#### [What you need to do]
Say how many lines below hold the word "state"; give the number by itself.

Stored data entries
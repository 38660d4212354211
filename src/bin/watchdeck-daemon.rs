// watchdeck daemon - Serves the instance registry over a Unix socket

use anyhow::{anyhow, Context, Result};
use clap::{Parser, ValueEnum};
use std::path::PathBuf;
use std::sync::Arc;
use tokio::signal::unix::{signal, SignalKind};
use tracing::{info, warn};
use tracing_subscriber::{fmt, EnvFilter};
use watchdeck::config::DashboardConfig;
use watchdeck::daemon::{handle_command, PidFile};
use watchdeck::ipc::{Command, IpcServer};
use watchdeck::registry::InstanceRegistry;

#[derive(Debug, Clone, Copy, ValueEnum)]
enum LogFormat {
    Text,
    Json,
}

/// Supervise URL monitor instances for the watchdeck CLI
#[derive(Debug, Parser)]
#[command(name = "watchdeck-daemon")]
#[command(version, about, long_about = None)]
struct Args {
    /// Configuration file (.toml or .json); defaults apply without one
    #[arg(short, long)]
    config: Option<PathBuf>,

    /// Log output format
    #[arg(long, value_enum, default_value_t = LogFormat::Text)]
    log_format: LogFormat,
}

#[tokio::main]
async fn main() -> Result<()> {
    let args = Args::parse();
    init_tracing(args.log_format)?;

    let config = match &args.config {
        Some(path) => DashboardConfig::from_file(path)
            .with_context(|| format!("failed to load config from {}", path.display()))?,
        None => DashboardConfig::default(),
    };

    std::fs::create_dir_all(&config.log_dir).with_context(|| {
        format!(
            "failed to create log directory {}",
            config.log_dir.display()
        )
    })?;

    let pid_file = PidFile::new(&config.pid_file);
    pid_file.acquire().with_context(|| {
        format!("failed to claim PID file {}", pid_file.path().display())
    })?;

    let result = serve(&config).await;

    if let Err(e) = pid_file.remove() {
        warn!("Failed to remove PID file: {}", e);
    }

    result
}

fn init_tracing(log_format: LogFormat) -> Result<()> {
    let env_filter = EnvFilter::try_from_default_env().unwrap_or_else(|_| EnvFilter::new("info"));
    let subscriber = fmt().with_env_filter(env_filter);

    match log_format {
        LogFormat::Text => subscriber.try_init(),
        LogFormat::Json => subscriber.json().try_init(),
    }
    .map_err(|e| anyhow!("failed to init tracing: {e}"))
}

/// Sweep the store, then answer requests until a shutdown signal arrives
///
/// Monitors keep running after the daemon exits; the next start-up sweep
/// picks up whichever of them are still alive.
async fn serve(config: &DashboardConfig) -> Result<()> {
    let registry = Arc::new(InstanceRegistry::from_config(config));
    registry.startup_sweep().await;

    let mut server = IpcServer::with_socket_path(&config.socket_path);
    server.start().context("failed to start IPC server")?;
    info!(
        "watchdeck daemon listening on {}",
        server.socket_path().display()
    );

    let handler = move |command: Command| {
        let registry = Arc::clone(&registry);
        async move { handle_command(&registry, command).await }
    };

    let result = tokio::select! {
        res = server.run(handler) => res.context("IPC server stopped"),
        res = shutdown_signal() => res,
    };

    if let Err(e) = server.stop() {
        warn!("Failed to stop IPC server: {}", e);
    }
    info!("watchdeck daemon stopped");

    result
}

async fn shutdown_signal() -> Result<()> {
    let mut sigterm =
        signal(SignalKind::terminate()).context("failed to install SIGTERM handler")?;
    let mut sigint =
        signal(SignalKind::interrupt()).context("failed to install SIGINT handler")?;

    tokio::select! {
        _ = sigterm.recv() => info!("Received SIGTERM, shutting down"),
        _ = sigint.recv() => info!("Received SIGINT, shutting down"),
    }

    Ok(())
}
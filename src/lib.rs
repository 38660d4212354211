// Library exports for the watchdeck instance registry

pub mod cli;
pub mod config;
pub mod daemon;
pub mod error;
pub mod ipc;
pub mod logs;
pub mod process;
pub mod registry;
pub mod state;
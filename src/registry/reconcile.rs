// Reconciliation of recorded instances against the process table and logs

use super::InstanceView;
use crate::logs::LogTailer;
use crate::process::Prober;
use crate::state::{InstanceMap, InstanceRecord};

/// Which records get their log re-tailed during a refresh
#[derive(Debug, Clone, Copy)]
pub(crate) enum TailPlan<'a> {
    /// Liveness only
    Skip,
    /// Every record, `n` lines each
    All(usize),
    /// A single record, `lines` lines
    Only { id: &'a str, lines: usize },
}

impl TailPlan<'_> {
    fn lines_for(&self, id: &str) -> usize {
        match *self {
            TailPlan::Skip => 0,
            TailPlan::All(n) => n,
            TailPlan::Only { id: wanted, lines } if wanted == id => lines,
            TailPlan::Only { .. } => 0,
        }
    }
}

/// Split records into those whose process is alive and those that are not
///
/// Kept records are returned untouched. A record without a process id can
/// never become live and is dropped.
pub(crate) fn sweep(
    instances: InstanceMap,
    prober: &dyn Prober,
) -> (InstanceMap, Vec<InstanceRecord>) {
    let mut kept = InstanceMap::new();
    let mut dropped = Vec::new();

    for (id, record) in instances {
        match record.process_id {
            Some(pid) if prober.is_alive(pid) => {
                kept.insert(id, record);
            }
            _ => dropped.push(record),
        }
    }

    (kept, dropped)
}

/// Recompute liveness for every record in place and build the matching views
///
/// Views come back ordered by creation time, then id.
pub(crate) async fn refresh(
    instances: &mut InstanceMap,
    prober: &dyn Prober,
    tailer: &LogTailer,
    plan: TailPlan<'_>,
) -> Vec<InstanceView> {
    let mut views = Vec::with_capacity(instances.len());

    for record in instances.values_mut() {
        let running = match record.process_id {
            Some(pid) => prober.is_alive(pid),
            None => false,
        };
        record.running_hint = running;

        let lines = plan.lines_for(&record.id);
        let log_lines = if record.process_id.is_some() && lines > 0 {
            tailer.tail(&record.name, lines).await
        } else {
            Vec::new()
        };

        views.push(InstanceView {
            record: record.clone(),
            running,
            log_lines,
        });
    }

    views.sort_by(|a, b| {
        a.record
            .created_at
            .cmp(&b.record.created_at)
            .then_with(|| a.record.id.cmp(&b.record.id))
    });

    views
}
#[tokio::test]
async fn test_liveness_follows_the_process_table() {
    let temp_dir = TempDir::new().unwrap();
    let prober = Arc::new(FakeProber::new(&[101]));
    let (registry, _store) = registry_with(
        temp_dir.path(),
        vec![create_test_record("1", "probe", Some(101), 0)],
        Arc::clone(&prober) as Arc<dyn Prober>,
    );

    assert!(registry.list_instances().await[0].running);

    prober.kill(101);

    assert!(!registry.list_instances().await[0].running);
}

#[tokio::test]
async fn test_list_tails_short_log() {
    let temp_dir = TempDir::new().unwrap();
    write_log(temp_dir.path(), "probe", 10);
    let (registry, _store) = registry_with(
        temp_dir.path(),
        vec![
            create_test_record("1", "probe", Some(101), 0),
            create_test_record("2", "quiet", Some(102), 1),
        ],
        Arc::new(FakeProber::new(&[101])),
    );

    let views = registry.list_instances().await;

    assert_eq!(views[0].log_lines, vec!["line 8", "line 9", "line 10"]);
    assert_eq!(views[1].log_lines, vec![NO_LOG_PLACEHOLDER.to_string()]);
}

#[tokio::test]
async fn test_list_is_ordered_by_creation() {
    let temp_dir = TempDir::new().unwrap();
    let (registry, _store) = registry_with(
        temp_dir.path(),
        vec![
            create_test_record("900", "late", Some(1), 50),
            create_test_record("1000", "early", Some(2), 0),
        ],
        Arc::new(FakeProber::new(&[])),
    );

    let views = registry.list_instances().await;
    let names: Vec<&str> = views.iter().map(|v| v.record.name.as_str()).collect();
    assert_eq!(names, vec!["early", "late"]);
}

#[tokio::test]
async fn test_get_instance_tails_long_log() {
    let temp_dir = TempDir::new().unwrap();
    write_log(temp_dir.path(), "probe", 80);
    let (registry, _store) = registry_with(
        temp_dir.path(),
        vec![create_test_record("1", "probe", Some(101), 0)],
        Arc::new(FakeProber::new(&[101])),
    );

    let view = registry.get_instance("1").await.unwrap();

    assert!(view.running);
    assert_eq!(view.log_lines.len(), 50);
    assert_eq!(view.log_lines.first().unwrap(), "line 31");
    assert_eq!(view.log_lines.last().unwrap(), "line 80");
}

#### [Response to this task]
2